Spotify Still Not Sharing Concrete HiFi Audio Plans Two Years After Announcement

Spotify Still Not Sharing Concrete HiFi Audio Plans Two Years After Announcement

The music streaming wars centered around Apple Music and (the now TikTok-ifieid) Spotify have calcified in recent years. Apple has relied on its massive tech empire and close partnerships to try to edge Spotify out on streaming features, and team green is having trouble catching up. One of those features happens to be HiFi lossless audio. According to a new interview with a Spotify exec, the rival streaming platform is still refusing to share concrete lossless audio plans despite announcing HiFi features two years ago. Surely, that has nothing to do with Apple swooping in with much cheaper HiFi in the meantime.

In an interview on The Verge’s Decoder podcast, Spotify co-president Gustav Söderström promised the streaming service is still planning to release HiFi audio on the platform. It’s been over two years since Spotify first said it had lossless streaming ambitions, but Söderström said “the industry changed for a bunch of reasons.”

He further said “we’re going to do it in a way where it makes sense for us and for our listeners. The industry changed and we had to adapt.” All we know is that some vague kind of HiFi experience is supposedly coming “at some point.”

Early in 2021, Spotify announced it planned to launch a super premium tier for lossless audio, called Spotify HiFi. This “high-fidelity audio” was supposed to offer CD-quality sound that could potentially go up to a bitrate of around 1,411kbps, compared to the 160kbps for free users and 320kbps for Spotify Premium users. The company even got Billie Eilish and Finneas O’Connell to talk about just how great and “important” high quality audio is during the company’s “Stream On” event.

A year later, and the promised HiFi feature was still nowhere in sight.

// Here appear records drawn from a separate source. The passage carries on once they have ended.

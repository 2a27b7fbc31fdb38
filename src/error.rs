//! Error taxonomy shared by every credkit operation.

use thiserror::Error;

/// Result alias for credkit operations.
pub type Result<T> = std::result::Result<T, CredError>;

/// Errors returned by the hasher, the cipher and the password generator.
///
/// None of these are retried internally. Every variant is a local,
/// recoverable failure that the caller maps onto its own credential flow.
#[derive(Debug, Error, PartialEq, Eq)]
pub enum CredError {
    /// The key derivation function rejected its parameters or failed.
    #[error("key derivation failed: {0}")]
    Derivation(String),

    /// A stored hash or envelope is missing its required structure.
    #[error("malformed input: {0}")]
    MalformedInput(String),

    /// Decryption failed. Carries no detail so failures cannot act as an oracle.
    #[error("decryption failed")]
    Decryption,

    /// Encryption could not be set up, usually a key of the wrong length.
    #[error("encryption failed: {0}")]
    Encryption(String),

    /// A password of non-positive length was requested.
    #[error("invalid password length: {0}")]
    InvalidLength(usize),

    /// The OS random generator is unavailable.
    #[error("OS random generator unavailable: {0}")]
    Randomness(String),
}
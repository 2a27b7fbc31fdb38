use std::fmt;
use std::str::FromStr;

use super::{decode_hex, serde_via_str, split_pair};
use crate::error::{CredError, Result};

/// A salted password hash as persisted by the caller.
///
/// The salt is kept as its hex text because that text, not the decoded
/// bytes, is what the key derivation consumes.
#[derive(Clone, PartialEq, Eq)]
pub struct StoredHash {
    salt: String,
    derived_key: Vec<u8>,
}

impl StoredHash {
    pub fn new(salt: String, derived_key: Vec<u8>) -> Self {
        Self { salt, derived_key }
    }

    pub fn salt(&self) -> &str {
        &self.salt
    }

    pub fn derived_key(&self) -> &[u8] {
        &self.derived_key
    }
}

impl fmt::Display for StoredHash {
    fn fmt(&self, f: &mut fmt::Formatter<'_>) -> fmt::Result {
        write!(
            f,
            "{}{}{}",
            self.salt,
            super::SEPARATOR,
            hex::encode(&self.derived_key)
        )
    }
}

// Debug output omits the salt and key.
impl fmt::Debug for StoredHash {
    fn fmt(&self, f: &mut fmt::Formatter<'_>) -> fmt::Result {
        f.debug_struct("StoredHash")
            .field("salt_len", &self.salt.len())
            .field("derived_key_len", &self.derived_key.len())
            .finish()
    }
}

impl FromStr for StoredHash {
    type Err = CredError;

    /// Parses `salt:derivedKeyHex`.
    ///
    /// The salt is taken verbatim. The key length is not checked here; a
    /// key of the wrong length simply never verifies.
    fn from_str(s: &str) -> Result<Self> {
        let (salt, key_hex) = split_pair(s, "stored hash")?;
        let derived_key = decode_hex(key_hex, "stored hash key")?;
        Ok(Self::new(salt.to_string(), derived_key))
    }
}

serde_via_str!(StoredHash, "a stored hash of the form salt:hex");
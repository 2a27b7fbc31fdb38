//! Cryptographic primitives for credential handling.
//!
//! Provides password hashing, static-key text encryption and random
//! password generation.

pub mod cipher;
pub mod hasher;
pub mod kdf;
pub mod password;

pub use cipher::{Cipher, EncryptionKey, decrypt, encrypt};
pub use hasher::{PasswordHasher, hash_password, verify_password};
pub use kdf::{KdfParams, derive_key};
pub use password::{generate_default_password, generate_password};

use crate::error::{CredError, Result};
use getrandom::fill;

/// Length of the random salt (8 bytes, 16 hex characters).
pub const SALT_LEN: usize = 8;
/// Length of the AES-CBC initialization vector (16 bytes).
pub const IV_LEN: usize = 16;
/// Length of the static encryption key (32 bytes / 256 bits).
pub const KEY_LEN: usize = 32;
/// Length of the scrypt output stored in a hash (64 bytes).
pub const DERIVED_KEY_LEN: usize = 64;
/// AES block size (16 bytes).
pub const BLOCK_LEN: usize = 16;
/// Default length of a generated password.
pub const DEFAULT_PASSWORD_LENGTH: usize = 24;
/// Upper bound on a generated password's length.
pub const MAX_PASSWORD_LENGTH: usize = 4096;
/// Characters a generated password is drawn from (69 symbols).
pub const PASSWORD_ALPHABET: &[u8; 69] =
    b"abcdefghijklmnopqrstuvwxyzABCDEFGHIJKLMNOPQRSTUVWXYZ0123456789!@-_#$*";

/// Fill buffer with cryptographically secure random bytes
pub(crate) fn secure_random(buf: &mut [u8]) -> Result<()> {
    fill(buf).map_err(|e| CredError::Randomness(e.to_string()))
}

/// Generate an array of random bytes
pub(crate) fn random_array<const N: usize>() -> Result<[u8; N]> {
    let mut bytes = [0u8; N];
    secure_random(&mut bytes)?;
    Ok(bytes)
}
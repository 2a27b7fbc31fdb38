use crate::error::{CredError, Result};
use scrypt::Params;
use zeroize::Zeroizing;

use super::DERIVED_KEY_LEN;

/// Upper bound on the memory a single derivation may claim (256 MiB).
pub const MAX_MEMORY_BYTES: u64 = 256 * 1024 * 1024;

/// scrypt cost parameters.
///
/// The stored hash format does not record these, so hashing and verifying
/// must use the same values.
#[derive(Debug, Clone, Copy, PartialEq, Eq)]
pub struct KdfParams {
    log_n: u8,
    r: u32,
    p: u32,
}

impl Default for KdfParams {
    fn default() -> Self {
        Self {
            // N = 16384
            log_n: 14,
            // block size
            r: 8,
            // parallelization
            p: 1,
        }
    }
}

impl KdfParams {
    pub fn new(log_n: u8, r: u32, p: u32) -> Result<Self> {
        let params = Self { log_n, r, p };
        params.validate()?;
        Ok(params)
    }

    pub fn log_n(&self) -> u8 {
        self.log_n
    }

    pub fn r(&self) -> u32 {
        self.r
    }

    pub fn p(&self) -> u32 {
        self.p
    }

    /// Memory needed by one derivation, in bytes: the V buffer (128 * r * N)
    /// plus the B buffer (128 * r * p) and one scratch block.
    pub fn memory_bytes(&self) -> u64 {
        let blocks = (1u64 << self.log_n.min(63))
            .saturating_add(u64::from(self.p))
            .saturating_add(1);
        128u64
            .saturating_mul(u64::from(self.r))
            .saturating_mul(blocks)
    }

    pub fn validate(&self) -> Result<()> {
        if self.log_n < 1 {
            return Err(CredError::Derivation("scrypt log_n must be >= 1".into()));
        }
        if self.log_n >= 64 {
            return Err(CredError::Derivation("scrypt log_n must be < 64".into()));
        }
        if self.r < 1 {
            return Err(CredError::Derivation("scrypt r must be >= 1".into()));
        }
        if self.p < 1 {
            return Err(CredError::Derivation("scrypt p must be >= 1".into()));
        }
        if self.memory_bytes() > MAX_MEMORY_BYTES {
            return Err(CredError::Derivation(format!(
                "scrypt parameters need {} bytes, limit is {MAX_MEMORY_BYTES}",
                self.memory_bytes()
            )));
        }
        Ok(())
    }

    fn to_scrypt(self) -> Result<Params> {
        self.validate()?;
        Params::new(self.log_n, self.r, self.p, DERIVED_KEY_LEN)
            .map_err(|e| CredError::Derivation(format!("invalid scrypt params: {e}")))
    }
}

/// Derive a 64-byte key from password and salt. Blocks for the duration of
/// the derivation.
pub fn derive_key(
    password: &str,
    salt: &[u8],
    kdf: KdfParams,
) -> Result<Zeroizing<[u8; DERIVED_KEY_LEN]>> {
    let params = kdf.to_scrypt()?;

    tracing::trace!(
        log_n = kdf.log_n,
        r = kdf.r,
        p = kdf.p,
        "deriving scrypt key"
    );

    let mut key = Zeroizing::new([0u8; DERIVED_KEY_LEN]);
    scrypt::scrypt(password.as_bytes(), salt, &params, &mut key[..])
        .map_err(|e| CredError::Derivation(format!("scrypt failed: {e}")))?;

    Ok(key)
}
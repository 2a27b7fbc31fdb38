use std::fmt;
use std::str::FromStr;

use super::{decode_hex, serde_via_str, split_pair};
use crate::crypto::IV_LEN;
use crate::error::{CredError, Result};

/// An encrypted text: the IV it was encrypted under plus the ciphertext.
#[derive(Clone, PartialEq, Eq)]
pub struct Envelope {
    iv: [u8; IV_LEN],
    ciphertext: Vec<u8>,
}

impl Envelope {
    pub fn new(iv: [u8; IV_LEN], ciphertext: Vec<u8>) -> Self {
        Self { iv, ciphertext }
    }

    pub fn iv(&self) -> &[u8; IV_LEN] {
        &self.iv
    }

    pub fn ciphertext(&self) -> &[u8] {
        &self.ciphertext
    }
}

impl fmt::Display for Envelope {
    fn fmt(&self, f: &mut fmt::Formatter<'_>) -> fmt::Result {
        write!(
            f,
            "{}{}{}",
            hex::encode(self.iv),
            super::SEPARATOR,
            hex::encode(&self.ciphertext)
        )
    }
}

impl fmt::Debug for Envelope {
    fn fmt(&self, f: &mut fmt::Formatter<'_>) -> fmt::Result {
        f.debug_struct("Envelope")
            .field("iv", &hex::encode(self.iv))
            .field("ciphertext_len", &self.ciphertext.len())
            .finish()
    }
}

impl FromStr for Envelope {
    type Err = CredError;

    /// Parses `ivHex:ciphertextHex`.
    ///
    /// Block alignment of the ciphertext is left to the cipher.
    fn from_str(s: &str) -> Result<Self> {
        let (iv_hex, ct_hex) = split_pair(s, "envelope")?;

        let iv: [u8; IV_LEN] = decode_hex(iv_hex, "envelope iv")?
            .try_into()
            .map_err(|v: Vec<u8>| {
                CredError::MalformedInput(format!(
                    "envelope iv must be {IV_LEN} bytes, got {}",
                    v.len()
                ))
            })?;
        let ciphertext = decode_hex(ct_hex, "envelope ciphertext")?;

        Ok(Self::new(iv, ciphertext))
    }
}

serde_via_str!(Envelope, "an envelope of the form ivHex:ciphertextHex");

You see, that same year Apple Music released its own version of lossless streaming with Dolby Atmos, which came out with no additional cost for all subscribed users. Similarly, music streaming service Tidal released its own free subscription tier and introduced HiFi audio for paid subscribers at $US10 ($14) a month, the same price as Spotify Premium. Both Tidal and Apple Music were running the CD bitrate of 1,411kbps.

When The Verge pushed Söderström on whether the cause was because of labels charging more, he didn’t say Apple’s name, but he really doesn’t have to. Instead, the co-president said “I’m not allowed to comment on our label agreements, nor on what other players in the industry did, for obvious reasons.”

Now Spotify wants to do something that is “our own and unique,” Söderström said. He also didn’t comment on whether the platform was going to facilitate spatial audio, something that, again Apple has gotten ahead of Spotify on, even in upcoming separate apps like Apple Music Classical.